Collected data:
--- --- ---

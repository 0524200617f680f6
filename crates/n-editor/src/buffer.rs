//! Text buffer: line storage plus the editing primitives.
//!
//! A `Buffer` wraps a [`ropey::Rope`] and exposes it as an ordered list of
//! lines. Only `\n` separates lines (ropey is built without its CR/Unicode
//! line-break features), so a `\r` in a CRLF file is simply the last char of
//! its line and survives a load/save cycle untouched.
//!
//! # Invariants
//!
//! - The buffer always has at least one line. An empty rope is one empty line.
//! - Every editing primitive is **total**: it clamps its input position to
//!   the buffer first and never panics. Each returns the cursor position the
//!   edit leaves behind.
//! - `revision` increases on every call that actually changes text, and
//!   `modified` is set at the same moment. A call that changes nothing (e.g.
//!   forward delete at the very end of the buffer) leaves both alone.
//!
//! File I/O guards (size ceiling, binary detection, backups) live in
//! [`crate::file`]; this module only turns their output into a rope.

use std::fmt;
use std::path::{Path, PathBuf};

use ropey::{Rope, RopeSlice};

use crate::file::{self, LoadError, LoadLimits, SaveError};
use crate::position::Position;

/// A text buffer backed by a rope.
///
/// Positions are `(line, col)` with `col` counted in chars. See
/// [`Position`] for the coordinate conventions.
pub struct Buffer {
    rope: Rope,
    path: Option<PathBuf>,
    modified: bool,
    revision: u64,
}

impl Buffer {
    // -- Construction -------------------------------------------------------

    /// A single empty line with no file path.
    #[must_use]
    pub fn new() -> Self {
        Self {
            rope: Rope::new(),
            path: None,
            modified: false,
            revision: 0,
        }
    }

    /// A buffer holding `text` verbatim. Lines are split on `\n`; a trailing
    /// `\n` produces a trailing empty line.
    #[must_use]
    pub fn from_text(text: &str) -> Self {
        Self {
            rope: Rope::from_str(text),
            path: None,
            modified: false,
            revision: 0,
        }
    }

    /// Load a buffer from disk, applying the size and binary guards.
    ///
    /// One trailing newline is dropped, so `"a\nb\n"` loads as the two lines
    /// `a` and `b`. The buffer starts unmodified.
    ///
    /// # Errors
    ///
    /// Any [`LoadError`]; a missing file is [`LoadError::NotFound`], which
    /// callers treat as "new file" rather than a failure.
    pub fn from_file(path: &Path, limits: &LoadLimits) -> Result<Self, LoadError> {
        let text = file::read_text(path, limits)?;
        Ok(Self {
            rope: Rope::from_str(&text),
            path: Some(path.to_path_buf()),
            modified: false,
            revision: 0,
        })
    }

    // -- Text access --------------------------------------------------------

    #[inline]
    #[must_use]
    pub const fn rope(&self) -> &Rope {
        &self.rope
    }

    /// Number of lines, always at least 1.
    #[inline]
    #[must_use]
    pub fn line_count(&self) -> usize {
        self.rope.len_lines()
    }

    /// Index of the last line.
    #[inline]
    #[must_use]
    pub fn last_line(&self) -> usize {
        self.line_count() - 1
    }

    /// Content of `line` without its trailing `\n`. `None` past the end.
    #[must_use]
    pub fn line(&self, line: usize) -> Option<RopeSlice<'_>> {
        if line >= self.line_count() {
            return None;
        }
        let slice = self.rope.line(line);
        let len = slice.len_chars();
        if len > 0 && slice.char(len - 1) == '\n' {
            Some(slice.slice(..len - 1))
        } else {
            Some(slice)
        }
    }

    /// Content of `line` as an owned string (empty past the end).
    #[must_use]
    pub fn line_text(&self, line: usize) -> String {
        self.line(line).map(String::from).unwrap_or_default()
    }

    /// Char length of `line`, excluding the newline. 0 past the end.
    #[must_use]
    pub fn line_len(&self, line: usize) -> usize {
        self.line(line).map_or(0, |l| l.len_chars())
    }

    /// The char under `pos`, or `None` when `pos` is past the line's end.
    #[must_use]
    pub fn char_at(&self, pos: Position) -> Option<char> {
        let line = self.line(pos.line)?;
        (pos.col < line.len_chars()).then(|| line.char(pos.col))
    }

    /// All lines joined by `\n`. This is exactly what gets written to disk.
    #[must_use]
    pub fn contents(&self) -> String {
        self.rope.to_string()
    }

    /// Total char count.
    #[inline]
    #[must_use]
    pub fn len_chars(&self) -> usize {
        self.rope.len_chars()
    }

    // -- Coordinates --------------------------------------------------------

    /// Clamp `pos` into the buffer: line to the last line, column to the
    /// line's length (the past-the-end slot is valid).
    #[must_use]
    pub fn clamp(&self, pos: Position) -> Position {
        let line = pos.line.min(self.last_line());
        Position::new(line, pos.col.min(self.line_len(line)))
    }

    /// Absolute char index of a position, after clamping.
    #[must_use]
    pub fn char_index(&self, pos: Position) -> usize {
        let pos = self.clamp(pos);
        self.rope.line_to_char(pos.line) + pos.col
    }

    /// The position of an absolute char index (clamped to the buffer end).
    #[must_use]
    pub fn position_of(&self, char_idx: usize) -> Position {
        let idx = char_idx.min(self.rope.len_chars());
        let line = self.rope.char_to_line(idx);
        Position::new(line, idx - self.rope.line_to_char(line))
    }

    // -- Editing primitives -------------------------------------------------

    /// Splice `ch` into the line at `pos`. Returns the position after it.
    ///
    /// A `'\n'` behaves like [`split_line`](Self::split_line).
    pub fn insert_char(&mut self, pos: Position, ch: char) -> Position {
        if ch == '\n' {
            return self.split_line(pos);
        }
        let idx = self.char_index(pos);
        self.rope.insert_char(idx, ch);
        self.touch();
        self.position_of(idx + 1)
    }

    /// Splice arbitrary text (possibly spanning lines) at `pos`. Returns the
    /// position just after the inserted text: for multi-line text that is
    /// the last inserted line, at the length of its pasted part.
    pub fn insert_text(&mut self, pos: Position, text: &str) -> Position {
        let idx = self.char_index(pos);
        if text.is_empty() {
            return self.position_of(idx);
        }
        self.rope.insert(idx, text);
        self.touch();
        self.position_of(idx + text.chars().count())
    }

    /// Backspace. Removes the char before `pos`; at column 0 joins the line
    /// onto the previous one and lands on the join point. No-op at `(0, 0)`.
    pub fn delete_before(&mut self, pos: Position) -> Position {
        let pos = self.clamp(pos);
        if pos.col > 0 {
            let idx = self.char_index(pos);
            self.rope.remove(idx - 1..idx);
            self.touch();
            return pos.with_col(pos.col - 1);
        }
        if pos.line == 0 {
            return pos;
        }
        let prev = pos.line - 1;
        let join = Position::new(prev, self.line_len(prev));
        self.join_next_line_onto(prev);
        join
    }

    /// Forward delete (`x`, Delete). Removes the char under `pos`; past the
    /// end of a line joins the next line on. The cursor does not move except
    /// for clamping. No-op at the end of the last line.
    pub fn delete_at(&mut self, pos: Position) -> Position {
        let pos = self.clamp(pos);
        if pos.col < self.line_len(pos.line) {
            let idx = self.char_index(pos);
            self.rope.remove(idx..=idx);
            self.touch();
        } else {
            self.join_next_line_onto(pos.line);
        }
        self.clamp(pos)
    }

    /// Enter. Breaks the line at `pos`; the tail moves to a new line below
    /// and the cursor goes to its start.
    pub fn split_line(&mut self, pos: Position) -> Position {
        let idx = self.char_index(pos);
        self.rope.insert_char(idx, '\n');
        self.touch();
        Position::new(self.clamp(pos).line + 1, 0)
    }

    /// Append line `line + 1` to `line` and remove it. Returns `false` (and
    /// changes nothing) when `line` is the last line.
    pub fn join_next_line_onto(&mut self, line: usize) -> bool {
        if line >= self.last_line() {
            return false;
        }
        let newline = self.rope.line_to_char(line) + self.line_len(line);
        self.rope.remove(newline..=newline);
        self.touch();
        true
    }

    /// `o`: open an empty line below `line`. Cursor goes to its start.
    pub fn insert_line_after(&mut self, line: usize) -> Position {
        let line = line.min(self.last_line());
        let end = self.rope.line_to_char(line) + self.line_len(line);
        self.rope.insert_char(end, '\n');
        self.touch();
        Position::new(line + 1, 0)
    }

    /// `O`: open an empty line above `line`. Cursor goes to its start.
    pub fn insert_line_before(&mut self, line: usize) -> Position {
        let line = line.min(self.last_line());
        let start = self.rope.line_to_char(line);
        self.rope.insert_char(start, '\n');
        self.touch();
        Position::new(line, 0)
    }

    /// `dd`: remove the line under `pos`. The only line is cleared instead of
    /// removed. The cursor keeps its column, clamped to the new line.
    pub fn delete_line(&mut self, pos: Position) -> Position {
        let pos = self.clamp(pos);
        let count = self.line_count();
        if count == 1 {
            if self.rope.len_chars() > 0 {
                self.rope.remove(..);
                self.touch();
            }
            return Position::ZERO;
        }

        let start = self.rope.line_to_char(pos.line);
        let range = if pos.line + 1 < count {
            start..self.rope.line_to_char(pos.line + 1)
        } else {
            // Last line: take the newline that ends the previous line instead.
            start - 1..self.rope.len_chars()
        };
        self.rope.remove(range);
        self.touch();
        self.clamp(pos)
    }

    // -- Metadata -----------------------------------------------------------

    #[inline]
    #[must_use]
    pub fn path(&self) -> Option<&Path> {
        self.path.as_deref()
    }

    #[inline]
    pub fn set_path(&mut self, path: PathBuf) {
        self.path = Some(path);
    }

    /// True when the text differs from what was last loaded or saved.
    #[inline]
    #[must_use]
    pub const fn is_modified(&self) -> bool {
        self.modified
    }

    /// Force the modified flag, e.g. for a brand-new file that has never
    /// been written.
    #[inline]
    pub const fn mark_modified(&mut self) {
        self.modified = true;
    }

    /// Bumped by every real text change. Caches keyed on buffer content
    /// compare against this.
    #[inline]
    #[must_use]
    pub const fn revision(&self) -> u64 {
        self.revision
    }

    const fn touch(&mut self) {
        self.modified = true;
        self.revision += 1;
    }

    // -- File I/O -----------------------------------------------------------

    /// Write to the buffer's own path. See [`save_as`](Self::save_as).
    ///
    /// # Errors
    ///
    /// [`SaveError::NoPath`] when the buffer has no path, otherwise any
    /// write failure.
    pub fn save(&mut self, backup: bool) -> Result<(), SaveError> {
        let path = self.path.clone().ok_or(SaveError::NoPath)?;
        self.save_as(&path, backup)
    }

    /// Write the lines joined by `\n` to `path` and adopt it as the buffer's
    /// path. With `backup`, an existing file is first copied to `<path>.bak`
    /// (best effort). On failure nothing about the buffer changes.
    ///
    /// # Errors
    ///
    /// Returns [`SaveError::Write`] if the file cannot be written.
    pub fn save_as(&mut self, path: &Path, backup: bool) -> Result<(), SaveError> {
        if backup {
            file::backup_existing(path);
        }
        file::write_text(path, &self.contents())?;
        self.path = Some(path.to_path_buf());
        self.modified = false;
        Ok(())
    }
}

--- --- ---

What you are asked to do
Count the lines of the entries above in which the string "first" appears. Supply the number only.

Output of the task
2